言いたいことは山のようにあるはずなのに、ワナワナと震えるわたくしの唇は思うように動いてくれず……。あまりにも感情が高ぶりすぎて、言葉は形になる前に消えていってしまいます。

(悔しいと苦しいはどうしてこんなに似ているのでしょう……)

自分の気持ちが弟に伝わらない悔しさ、大切な恩人を傷つけてしまったかもしれないという苦しさに胸が詰まります。背後ではわたくしの意を汲んでくれた朝顔が、弓兵に直ぐに攻撃を止めるように要請していますが、彼女やわたくしには兵に攻撃を停止させる権限はありません。もちろんわたくしが望めば、朝顔は自分の命をかけて実力で阻止してくれることでしょう。ですがいくらわたくしの随身とはいえ、その生命をわたくしが自由にして良いわけがありません。それに確かに朝顔は優れた随身ですが、あれほどの数の兵を相手に勝てるかと言われれば否です。圧倒的に人数が違いますし、しかも相手は男性です。

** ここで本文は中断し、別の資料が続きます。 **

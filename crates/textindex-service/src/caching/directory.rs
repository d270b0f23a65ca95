use std::sync::Arc;

use super::WeakValueCache;
use crate::directory::MemDirectory;
use crate::node::{ConfigNode, NodeId};

/// The process-wide cache of in-memory index directories.
///
/// One directory per configuration *node*, not one per open call: repeated
/// opens of the same declared index converge on the same directory for as
/// long as any index over it is alive. The cache is keyed by [`NodeId`], so
/// two nodes with identical property values never share a slot.
///
/// There is exactly one instance per process, owned by
/// [`SharedServices`](crate::services::SharedServices); tests construct their
/// own.
pub struct DirectoryCache {
    entries: WeakValueCache<NodeId, MemDirectory>,
}

impl Default for DirectoryCache {
    fn default() -> Self {
        Self {
            entries: WeakValueCache::new(),
        }
    }
}

impl DirectoryCache {
    pub fn new() -> Self {
        Self::default()
    }

    /// Returns the live directory for `node`, if any.
    pub fn get(&self, node: &ConfigNode) -> Option<Arc<MemDirectory>> {
        self.entries.get(&node.id())
    }

    /// Returns the shared directory for `node`, creating it on miss.
    pub fn get_or_open(&self, node: &ConfigNode) -> Arc<MemDirectory> {
        self.entries.get_or_insert_with(node.id(), || {
            tracing::debug!(node = %node.id(), "creating in-memory index directory");
            Arc::new(MemDirectory::new())
        })
    }

    /// Installs `directory` for `node`, replacing any existing entry.
    pub fn put(&self, node: NodeId, directory: &Arc<MemDirectory>) {
        self.entries.put(node, directory);
    }

    /// Unconditionally drops the entry for `node`. Idempotent.
    pub fn remove(&self, node: NodeId) {
        self.entries.remove(&node);
    }

    /// Drops the entry for `node` only if it still refers to `directory`.
    ///
    /// Close handlers go through here so that a late close event for a
    /// superseded directory leaves a newer entry under the same node intact.
    pub fn remove_instance(&self, node: NodeId, directory: &MemDirectory) -> bool {
        self.entries.remove_if(&node, directory)
    }

    pub fn len(&self) -> usize {
        self.entries.len()
    }

    pub fn is_empty(&self) -> bool {
        self.entries.is_empty()
    }
}
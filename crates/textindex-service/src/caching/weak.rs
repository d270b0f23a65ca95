use std::hash::Hash;
use std::sync::{Arc, Mutex, Weak};

use rustc_hash::FxHashMap;

/// A map from keys to weakly held values.
///
/// The cache never extends the lifetime of a value: callers that need the
/// value to survive must hold their own [`Arc`]. An entry whose value has been
/// dropped is logically absent and is purged on the next access to its key.
///
/// All operations are linearized under a single mutex per cache instance.
pub struct WeakValueCache<K, V> {
    entries: Mutex<FxHashMap<K, Weak<V>>>,
}

impl<K, V> Default for WeakValueCache<K, V> {
    fn default() -> Self {
        Self {
            entries: Mutex::new(FxHashMap::default()),
        }
    }
}

impl<K, V> WeakValueCache<K, V> {
    pub fn new() -> Self {
        Self::default()
    }
}

impl<K: Eq + Hash, V> WeakValueCache<K, V> {
    /// Returns the live value for `key`, if any.
    ///
    /// If an entry exists but its value has been dropped, the entry is removed
    /// as a side effect and `None` is returned. A key that was never present
    /// causes no side effect.
    pub fn get(&self, key: &K) -> Option<Arc<V>> {
        let mut entries = self.entries.lock().unwrap();
        match entries.get(key) {
            Some(weak) => match weak.upgrade() {
                Some(value) => Some(value),
                None => {
                    entries.remove(key);
                    None
                }
            },
            None => None,
        }
    }

    /// Installs a weakly held entry for `key`, unconditionally replacing any
    /// existing entry, live or stale.
    pub fn put(&self, key: K, value: &Arc<V>) {
        self.entries.lock().unwrap().insert(key, Arc::downgrade(value));
    }

    /// Removes any entry for `key`, live or stale. Removing an absent key is a
    /// no-op.
    pub fn remove(&self, key: &K) {
        self.entries.lock().unwrap().remove(key);
    }

    /// Removes the entry for `key` only if it still refers to exactly `value`.
    ///
    /// This is the generation check used by close handlers: a close event for
    /// an instance that has since been replaced under the same key must not
    /// evict the newer entry. Returns whether an entry was removed.
    pub fn remove_if(&self, key: &K, value: &V) -> bool {
        let mut entries = self.entries.lock().unwrap();
        match entries.get(key) {
            Some(weak) if std::ptr::eq(weak.as_ptr(), value) => {
                entries.remove(key);
                true
            }
            _ => false,
        }
    }

    /// Returns the live value for `key`, creating and installing it on miss.
    ///
    /// The whole miss-create-install sequence runs under the cache lock, so
    /// concurrent misses on the same key converge on one creation instead of
    /// racing. Creation is expected to be cheap in-memory construction.
    pub fn get_or_insert_with(&self, key: K, create: impl FnOnce() -> Arc<V>) -> Arc<V> {
        let mut entries = self.entries.lock().unwrap();
        if let Some(value) = entries.get(&key).and_then(Weak::upgrade) {
            return value;
        }
        let value = create();
        entries.insert(key, Arc::downgrade(&value));
        value
    }

    /// Fallible variant of [`get_or_insert_with`](Self::get_or_insert_with).
    /// Nothing is installed when `create` fails.
    pub fn get_or_try_insert_with<E>(
        &self,
        key: K,
        create: impl FnOnce() -> Result<Arc<V>, E>,
    ) -> Result<Arc<V>, E> {
        self.get_or_try_insert_where(key, |_| true, create)
    }

    /// Like [`get_or_try_insert_with`](Self::get_or_try_insert_with), but a
    /// live entry only counts as a hit if `valid` accepts it; a rejected
    /// entry is replaced by a freshly created value.
    pub fn get_or_try_insert_where<E>(
        &self,
        key: K,
        valid: impl FnOnce(&V) -> bool,
        create: impl FnOnce() -> Result<Arc<V>, E>,
    ) -> Result<Arc<V>, E> {
        let mut entries = self.entries.lock().unwrap();
        if let Some(value) = entries.get(&key).and_then(Weak::upgrade) {
            if valid(&value) {
                return Ok(value);
            }
        }
        let value = create()?;
        entries.insert(key, Arc::downgrade(&value));
        Ok(value)
    }

    /// The raw entry count, including stale entries that have not been swept
    /// yet.
    pub fn len(&self) -> usize {
        self.entries.lock().unwrap().len()
    }

    pub fn is_empty(&self) -> bool {
        self.len() == 0
    }
}
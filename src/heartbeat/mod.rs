//! Keep-alive heartbeat.
//!
//! Runs as a background Tokio task and logs a liveness line with the bot
//! state at a fixed interval, so hosting platforms that watch log output see
//! the process as active.

use std::sync::Arc;
use std::time::Duration;

use tokio::time::MissedTickBehavior;
use tokio_util::sync::CancellationToken;
use tracing::info;

use crate::lifecycle::Lifecycle;

/// Run the keep-alive loop until `shutdown` fires.
///
/// The first line is logged one full `interval` after the call.
pub async fn run_keep_alive(
    interval: Duration,
    lifecycle: Arc<Lifecycle>,
    shutdown: CancellationToken,
) {
    info!(interval_secs = interval.as_secs(), "keep-alive started");

    let mut ticker = tokio::time::interval(interval);
    ticker.set_missed_tick_behavior(MissedTickBehavior::Delay);
    // The first tick completes immediately.
    ticker.tick().await;

    loop {
        tokio::select! {
            biased;
            () = shutdown.cancelled() => break,
            _ = ticker.tick() => {
                info!(state = %lifecycle.state(), mode = %lifecycle.mode(), "keeping bot alive");
            }
        }
    }

    info!("keep-alive stopped");
}
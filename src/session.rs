//! The single live session to the platform.

use std::sync::Arc;

use chrono::{DateTime, Utc};

use crate::config::{Credentials, Mode};
use crate::database::Database;
use crate::transport::{BotIdentity, Connection};

/// Everything a started bot holds: credentials, connection, identity and the
/// database handle.
///
/// Created by [`crate::lifecycle::Lifecycle::start`] and torn down by
/// [`crate::lifecycle::Lifecycle::stop`]. Handlers borrow it while dispatching.
pub struct Session {
    credentials: Credentials,
    connection: Arc<dyn Connection>,
    identity: BotIdentity,
    database: Database,
    mode: Mode,
    started_at: DateTime<Utc>,
}

impl Session {
    pub(crate) fn new(
        credentials: Credentials,
        connection: Arc<dyn Connection>,
        identity: BotIdentity,
        database: Database,
        mode: Mode,
    ) -> Self {
        Self {
            credentials,
            connection,
            identity,
            database,
            mode,
            started_at: Utc::now(),
        }
    }

    /// The bot's own identity.
    pub fn identity(&self) -> &BotIdentity {
        &self.identity
    }

    /// Persistence handle.
    pub fn database(&self) -> &Database {
        &self.database
    }

    /// Mode the session was started in.
    pub fn mode(&self) -> Mode {
        self.mode
    }

    /// Platform API identifier this session authenticated with.
    pub fn api_id(&self) -> i64 {
        self.credentials.api_id
    }

    /// When the session reached `Running`.
    pub fn started_at(&self) -> DateTime<Utc> {
        self.started_at
    }

    pub(crate) fn connection(&self) -> &Arc<dyn Connection> {
        &self.connection
    }

    /// Close the connection and the database.
    pub(crate) async fn close(&self) {
        self.connection.disconnect().await;
        self.database.close().await;
    }
}

impl std::fmt::Debug for Session {
    fn fmt(&self, f: &mut std::fmt::Formatter<'_>) -> std::fmt::Result {
        f.debug_struct("Session")
            .field("identity", &self.identity)
            .field("mode", &self.mode)
            .field("started_at", &self.started_at)
            .finish_non_exhaustive()
    }
}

つまりこの場において一番早く、そして一番被害を出さずに攻撃を停止させることができるのは、目の前にいる弟なのです。

紫苑しおん、今直ぐに攻撃を止めさせなさい!!」

今までこれほどまでに強い言葉で彼に接した事はありません。なので紫苑は一瞬だけ驚いたような表情を浮かべましたが、すぐに

「なりません。アレは消しておくべきです」

と、恐ろしいことを言い出しました。

「なぜです! 説明致したではないですか!!
 彼女はわたくしの守護精霊が暴走した際に、わたくしを守る為に……」

「姉上様!!
 どうかそれ以上はお話しになりませぬよう……」

紫苑の態度に今度はわたくしが驚いてしまいました。今まで長きに渡り姉弟として幾度となく言葉を交わして参りましたが、紫苑がわたくしの言葉を途中で遮ったことなど今まで一度たりとてありません。それに「姉上様」とわたくしを呼ぶのはもう一人の弟と3人で居る時ぐらいで、他者の目がある場所で呼ぶことはなかったのです。

「姉上様は全ての女性の頂点に立つお方……。
 その姉上様の精霊が、穢れを溜めて暴走したと知る者を野放しにはできません」

「何を言っているのです……?
 わたくしは頂点などではありませぬ!!」

そんなふうに思ったことは一度もありませんし、望んだ事もありません。弟の顔をしっかりと見上げ、わたくしのこの気持ちを解ってもらおうと弟の目を見つめます。ですが弟の瞳に宿る狂気としか呼べない剣呑な光に、息を呑んでしまいました。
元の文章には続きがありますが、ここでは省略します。